Exercise:
Give back exactly the stretch of data below from the line holding "pub fn partial(text: impl" through the line holding "-> Result<(), STTError>;", both ends included, and leave the remaining lines out.

Material for the task:
= Beginning of Section =

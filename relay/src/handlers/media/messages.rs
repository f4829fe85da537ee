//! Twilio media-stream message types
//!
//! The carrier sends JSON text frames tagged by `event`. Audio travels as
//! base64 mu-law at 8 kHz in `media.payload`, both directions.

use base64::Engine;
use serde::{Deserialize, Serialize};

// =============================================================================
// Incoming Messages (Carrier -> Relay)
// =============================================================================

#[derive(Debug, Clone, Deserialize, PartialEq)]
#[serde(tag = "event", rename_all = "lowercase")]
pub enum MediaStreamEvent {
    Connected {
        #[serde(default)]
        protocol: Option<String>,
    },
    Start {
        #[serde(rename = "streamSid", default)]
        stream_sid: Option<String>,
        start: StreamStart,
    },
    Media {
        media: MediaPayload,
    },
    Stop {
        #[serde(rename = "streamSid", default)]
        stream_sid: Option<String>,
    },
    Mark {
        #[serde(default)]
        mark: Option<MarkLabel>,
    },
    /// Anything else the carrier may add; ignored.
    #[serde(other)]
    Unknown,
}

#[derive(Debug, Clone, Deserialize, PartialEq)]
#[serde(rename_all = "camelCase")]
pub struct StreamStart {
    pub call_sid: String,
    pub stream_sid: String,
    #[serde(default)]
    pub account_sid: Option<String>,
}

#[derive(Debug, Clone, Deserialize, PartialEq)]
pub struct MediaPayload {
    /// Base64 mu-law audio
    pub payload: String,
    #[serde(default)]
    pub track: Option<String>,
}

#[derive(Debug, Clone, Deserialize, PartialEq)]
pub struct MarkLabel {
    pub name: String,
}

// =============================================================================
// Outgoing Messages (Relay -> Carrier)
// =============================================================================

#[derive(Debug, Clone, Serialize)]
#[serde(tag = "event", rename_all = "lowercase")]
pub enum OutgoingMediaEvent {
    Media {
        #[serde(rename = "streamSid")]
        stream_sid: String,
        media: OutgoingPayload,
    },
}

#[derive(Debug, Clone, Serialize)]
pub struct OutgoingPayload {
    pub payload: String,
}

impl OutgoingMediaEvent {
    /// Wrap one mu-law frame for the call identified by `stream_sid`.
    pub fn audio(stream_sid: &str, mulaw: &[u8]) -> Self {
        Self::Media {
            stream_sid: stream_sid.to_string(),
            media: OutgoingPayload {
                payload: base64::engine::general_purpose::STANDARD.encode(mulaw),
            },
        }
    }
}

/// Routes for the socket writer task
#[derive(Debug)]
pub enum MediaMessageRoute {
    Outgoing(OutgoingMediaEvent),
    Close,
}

= End of Section =
= Beginning of Section =

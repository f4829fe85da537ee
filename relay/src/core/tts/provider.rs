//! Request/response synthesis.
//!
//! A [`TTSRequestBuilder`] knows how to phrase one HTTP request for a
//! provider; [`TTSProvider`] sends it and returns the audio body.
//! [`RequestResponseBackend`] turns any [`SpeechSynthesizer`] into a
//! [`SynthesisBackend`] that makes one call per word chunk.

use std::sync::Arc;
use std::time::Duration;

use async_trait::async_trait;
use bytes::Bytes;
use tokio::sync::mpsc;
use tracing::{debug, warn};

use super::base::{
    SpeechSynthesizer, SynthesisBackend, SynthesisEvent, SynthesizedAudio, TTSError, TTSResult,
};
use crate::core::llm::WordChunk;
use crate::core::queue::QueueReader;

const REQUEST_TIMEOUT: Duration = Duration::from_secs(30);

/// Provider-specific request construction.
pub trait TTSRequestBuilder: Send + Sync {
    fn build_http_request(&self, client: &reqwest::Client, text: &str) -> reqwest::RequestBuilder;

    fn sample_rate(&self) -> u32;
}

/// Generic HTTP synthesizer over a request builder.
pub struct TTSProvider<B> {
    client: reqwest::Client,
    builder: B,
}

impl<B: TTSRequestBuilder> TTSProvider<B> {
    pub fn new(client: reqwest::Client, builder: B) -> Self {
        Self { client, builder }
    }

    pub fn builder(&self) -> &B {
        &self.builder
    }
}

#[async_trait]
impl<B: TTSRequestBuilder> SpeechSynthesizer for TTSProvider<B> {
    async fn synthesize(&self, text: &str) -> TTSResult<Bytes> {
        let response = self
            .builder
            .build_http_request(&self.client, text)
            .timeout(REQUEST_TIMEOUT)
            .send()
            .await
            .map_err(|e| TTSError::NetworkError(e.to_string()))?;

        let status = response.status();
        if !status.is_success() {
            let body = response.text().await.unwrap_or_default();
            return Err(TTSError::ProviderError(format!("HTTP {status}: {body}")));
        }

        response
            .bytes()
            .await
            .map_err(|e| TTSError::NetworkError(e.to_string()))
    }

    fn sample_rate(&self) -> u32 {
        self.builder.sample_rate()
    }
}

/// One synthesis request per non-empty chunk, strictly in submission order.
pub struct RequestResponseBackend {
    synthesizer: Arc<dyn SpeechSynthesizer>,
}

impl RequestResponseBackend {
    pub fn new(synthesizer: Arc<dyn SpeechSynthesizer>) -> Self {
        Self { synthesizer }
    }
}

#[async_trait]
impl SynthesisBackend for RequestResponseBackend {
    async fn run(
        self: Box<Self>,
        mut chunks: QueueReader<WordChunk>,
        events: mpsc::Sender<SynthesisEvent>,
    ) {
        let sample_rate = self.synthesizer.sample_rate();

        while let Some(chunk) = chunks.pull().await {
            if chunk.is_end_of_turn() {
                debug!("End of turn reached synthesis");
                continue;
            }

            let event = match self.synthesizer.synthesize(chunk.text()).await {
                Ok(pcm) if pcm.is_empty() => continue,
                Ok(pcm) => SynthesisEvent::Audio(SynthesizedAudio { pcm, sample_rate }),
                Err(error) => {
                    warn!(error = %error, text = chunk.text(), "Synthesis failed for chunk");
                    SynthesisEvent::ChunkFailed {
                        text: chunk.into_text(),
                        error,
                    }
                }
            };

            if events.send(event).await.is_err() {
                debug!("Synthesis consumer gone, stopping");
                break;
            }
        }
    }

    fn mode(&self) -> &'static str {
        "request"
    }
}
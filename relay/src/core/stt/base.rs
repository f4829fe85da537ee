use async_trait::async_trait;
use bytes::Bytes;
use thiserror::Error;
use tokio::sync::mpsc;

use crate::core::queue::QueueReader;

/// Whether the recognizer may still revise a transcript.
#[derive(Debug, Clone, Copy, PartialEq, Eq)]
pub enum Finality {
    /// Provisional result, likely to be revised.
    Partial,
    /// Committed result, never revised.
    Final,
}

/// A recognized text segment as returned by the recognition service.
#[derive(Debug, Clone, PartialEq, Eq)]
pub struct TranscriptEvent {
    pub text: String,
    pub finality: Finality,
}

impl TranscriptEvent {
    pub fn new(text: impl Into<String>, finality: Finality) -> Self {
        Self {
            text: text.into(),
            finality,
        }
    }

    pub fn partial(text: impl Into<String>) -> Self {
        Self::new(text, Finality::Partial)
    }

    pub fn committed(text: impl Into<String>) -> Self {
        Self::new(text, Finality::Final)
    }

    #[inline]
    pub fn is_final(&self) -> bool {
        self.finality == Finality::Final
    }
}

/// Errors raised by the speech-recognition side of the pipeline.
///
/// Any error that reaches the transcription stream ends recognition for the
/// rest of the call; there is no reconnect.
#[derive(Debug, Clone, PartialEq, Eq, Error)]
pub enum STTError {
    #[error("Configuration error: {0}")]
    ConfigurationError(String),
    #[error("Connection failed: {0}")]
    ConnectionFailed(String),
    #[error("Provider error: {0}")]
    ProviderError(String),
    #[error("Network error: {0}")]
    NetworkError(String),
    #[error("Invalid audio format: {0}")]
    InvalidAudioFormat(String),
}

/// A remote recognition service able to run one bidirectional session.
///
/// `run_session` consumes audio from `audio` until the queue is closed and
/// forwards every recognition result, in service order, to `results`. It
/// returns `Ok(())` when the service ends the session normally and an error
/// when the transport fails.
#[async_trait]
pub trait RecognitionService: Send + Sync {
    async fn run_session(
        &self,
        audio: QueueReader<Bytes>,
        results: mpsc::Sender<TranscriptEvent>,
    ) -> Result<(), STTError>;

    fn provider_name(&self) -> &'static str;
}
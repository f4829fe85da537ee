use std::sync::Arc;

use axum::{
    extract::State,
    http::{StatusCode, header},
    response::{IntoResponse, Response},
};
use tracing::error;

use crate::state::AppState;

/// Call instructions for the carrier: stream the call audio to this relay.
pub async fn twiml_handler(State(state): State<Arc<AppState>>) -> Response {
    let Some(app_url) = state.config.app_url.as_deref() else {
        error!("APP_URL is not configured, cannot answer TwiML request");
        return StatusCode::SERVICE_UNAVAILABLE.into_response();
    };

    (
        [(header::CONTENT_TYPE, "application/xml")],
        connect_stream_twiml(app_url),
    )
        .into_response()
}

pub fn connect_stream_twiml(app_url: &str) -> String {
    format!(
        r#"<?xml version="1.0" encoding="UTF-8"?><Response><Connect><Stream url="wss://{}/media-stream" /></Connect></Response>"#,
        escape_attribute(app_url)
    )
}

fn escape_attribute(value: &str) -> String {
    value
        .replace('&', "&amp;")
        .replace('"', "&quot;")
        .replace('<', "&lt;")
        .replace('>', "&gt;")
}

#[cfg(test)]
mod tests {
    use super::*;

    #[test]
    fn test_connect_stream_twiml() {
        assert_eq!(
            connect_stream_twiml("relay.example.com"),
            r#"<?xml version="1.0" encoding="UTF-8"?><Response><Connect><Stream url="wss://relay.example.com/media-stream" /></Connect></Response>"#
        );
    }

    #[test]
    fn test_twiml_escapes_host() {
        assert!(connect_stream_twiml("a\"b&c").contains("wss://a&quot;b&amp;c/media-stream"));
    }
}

= End of Section =

Written answer:
    pub fn partial(text: impl Into<String>) -> Self {
        Self::new(text, Finality::Partial)
    }

    pub fn committed(text: impl Into<String>) -> Self {
        Self::new(text, Finality::Final)
    }

    #[inline]
    pub fn is_final(&self) -> bool {
        self.finality == Finality::Final
    }
}

/// Errors raised by the speech-recognition side of the pipeline.
///
/// Any error that reaches the transcription stream ends recognition for the
/// rest of the call; there is no reconnect.
#[derive(Debug, Clone, PartialEq, Eq, Error)]
pub enum STTError {
    #[error("Configuration error: {0}")]
    ConfigurationError(String),
    #[error("Connection failed: {0}")]
    ConnectionFailed(String),
    #[error("Provider error: {0}")]
    ProviderError(String),
    #[error("Network error: {0}")]
    NetworkError(String),
    #[error("Invalid audio format: {0}")]
    InvalidAudioFormat(String),
}

/// A remote recognition service able to run one bidirectional session.
///
/// `run_session` consumes audio from `audio` until the queue is closed and
/// forwards every recognition result, in service order, to `results`. It
/// returns `Ok(())` when the service ends the session normally and an error
/// when the transport fails.
#[async_trait]
pub trait RecognitionService: Send + Sync {
    async fn run_session(
        &self,
        audio: QueueReader<Bytes>,
        results: mpsc::Sender<TranscriptEvent>,
    ) -> Result<(), STTError>;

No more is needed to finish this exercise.